Finding the Balance Series: Part 1 - Can Exercise Be Harmful?
In this series of blogs I am going to give my thoughts on the ideal relationship we should have with exercise. Just how do we strike the perfect balance between too much, too little, and what kind of exercise is good for us as individuals and that we can sustain in the long-term. In this first post, I am going to try and summarise much of what I have been writing about on other posts about the potential harm exercise can do to us.
It seems obvious that certain forms of exercise can contribute to injury. I think mostly people associate exercise injury with sudden, acute injury, like spraining an ankle or tearing a knee ligament. What most don't understand, however, is that almost all forms of exercise are slowly taking their toll on the body, and that this makes such injuries more likely to occur over time and also can bring about chronic injury and pain.
Some forms of exercise are more harmful than others, obviously, both in terms of acute and chronic injury. For instance, Aussie Rules Football is a much riskier sport for acute injury than cycling. Assuming you don't fall off your bike, you are much more likely to experience chronic injury as an avid cyclist.
The sad fact is that everything you do - or not do - carries with it some risk because the human body is so adaptive. It will adapt to your general lifestyle and the activities you do, and this is highly unlikely to be in sync with your natural evolved biomechanics. This ability to adapt has contributed heavily to the success of our species, however, the ability to adapt never had living past about 40 years of age in mind. Only living long enough for reproductive success is what is important, not being a well-functioning 70 year-old. Evolution prioritised the former.
If you have adapted to modern 21st Century life, how do you think your body is going to cope with a new running regime, for example? Not very well according to the statistics. Depending on the source, I have read that between 65-85% of regular runners will get injured in a given year. This means one of two things, either running is a bad form of exercise for the majority of people or the majority of people are maladapted to running.

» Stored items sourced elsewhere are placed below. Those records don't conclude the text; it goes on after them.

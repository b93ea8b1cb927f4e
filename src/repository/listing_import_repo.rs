// ==========================================
// 房源导入系统 - 房源导入 Repository Trait
// ==========================================
// 职责: 定义导入相关数据访问接口（不包含业务逻辑）
// 红线: Repository 不含业务规则，只做数据 CRUD
// ==========================================

use crate::domain::{ImportBatch, Listing};
use crate::repository::error::RepositoryResult;
use async_trait::async_trait;

// ==========================================
// ListingImportRepository Trait
// ==========================================
// 用途: 房源导入相关数据访问
// 实现者: ListingImportRepositoryImpl（使用 rusqlite）
#[async_trait]
pub trait ListingImportRepository: Send + Sync {
    // ===== 读取 =====

    /// 查询全部已落库房源（用于初始化去重索引）
    async fn find_all_listings(&self) -> RepositoryResult<Vec<Listing>>;

    /// 统计已落库房源数
    async fn count_listings(&self) -> RepositoryResult<usize>;

    // ===== 批量写入（事务化）=====

    /// 批量插入暂存房源
    ///
    /// # 参数
    /// - listings: 本次导入接受的房源（文件顺序）
    ///
    /// # 返回
    /// - Ok(usize): 插入的记录数
    /// - Err: 数据库错误（整个事务回滚，不落库任何房源）
    async fn batch_insert_listings(&self, listings: Vec<Listing>) -> RepositoryResult<usize>;

    // ===== 批次管理 =====

    /// 记录导入批次
    async fn insert_batch(&self, batch: ImportBatch) -> RepositoryResult<()>;

    /// 查询最近的导入批次（按导入时间倒序）
    async fn get_recent_batches(&self, limit: usize) -> RepositoryResult<Vec<ImportBatch>>;
}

It should not be the later. Running and walking are the primary ways human beings get around, much like a fish swims, an eagle flies, or a kangaroo hops and it seems most of us can't move how we have evolved to without getting injured. So what chance do we have playing sport, doing a crossfit/HIIT class, taking up yoga, or riding a bike?
People usually survive these activities for a while, how long depends on the efficiency of their biomechanics, which is probably mostly down to their genes or the chance lifestyle they have fallen into. In almost everyone, though, these exercise activities eventually catch up with them. Many of you reading this past the age of about 35 (some maybe younger) will understand this from experience. The depressing news is that even when people stop doing what is hurting them, a lot of the damage may already have been done to their posture and gait and they'll suffer the consequences for the rest of their lives. It is possible to limit and even reverse the damage, and in essence that is what this website is all about.
The adaptations the body goes through to adjust to playing a game of tennis or for weight training, for example, are unlikely to have done much good for your posture or gait, making you move less efficiently as you age, and gradually making you more prone to injury as you continually compensate for these adaptations as you get older, whether you continue with these activities or not.
The dangers of exercise are not simply limited to the biomechanical. Depending on the individual, some exercise will be dangerous to health in other ways. Perhaps most obviously, vigorous exercise for someone at risk of heart disease, but I am going to address other, less well-known, issues in this series, like overtraining, and using exercise as a fix, like a drug you can't do without. However, I do think that there is a lack of knowledge when it comes to biomechanical risk, so much of the focus will be on this area, and this is where I have the expertise.
So should we do nothing?
More sad news, especially for the exercise shy out there. We adapt to doing nothing also, our biomechanics are compromised either way, but if you do nothing you place yourself at risk of other health problems as well as the biomechanical adaptations to a sedentary lifestyle, which are likely to be worse than doing too much exercise. So you'd better do some exercise, but not too much, and make the decision about what regime to choose very wisely.
In the blogs to come, I'm going to do my best to help you choose wisely and answer the conundrum of how best to exercise, how to mitigate the risks, and just how much exercise is truly healthy. How do we find the balance?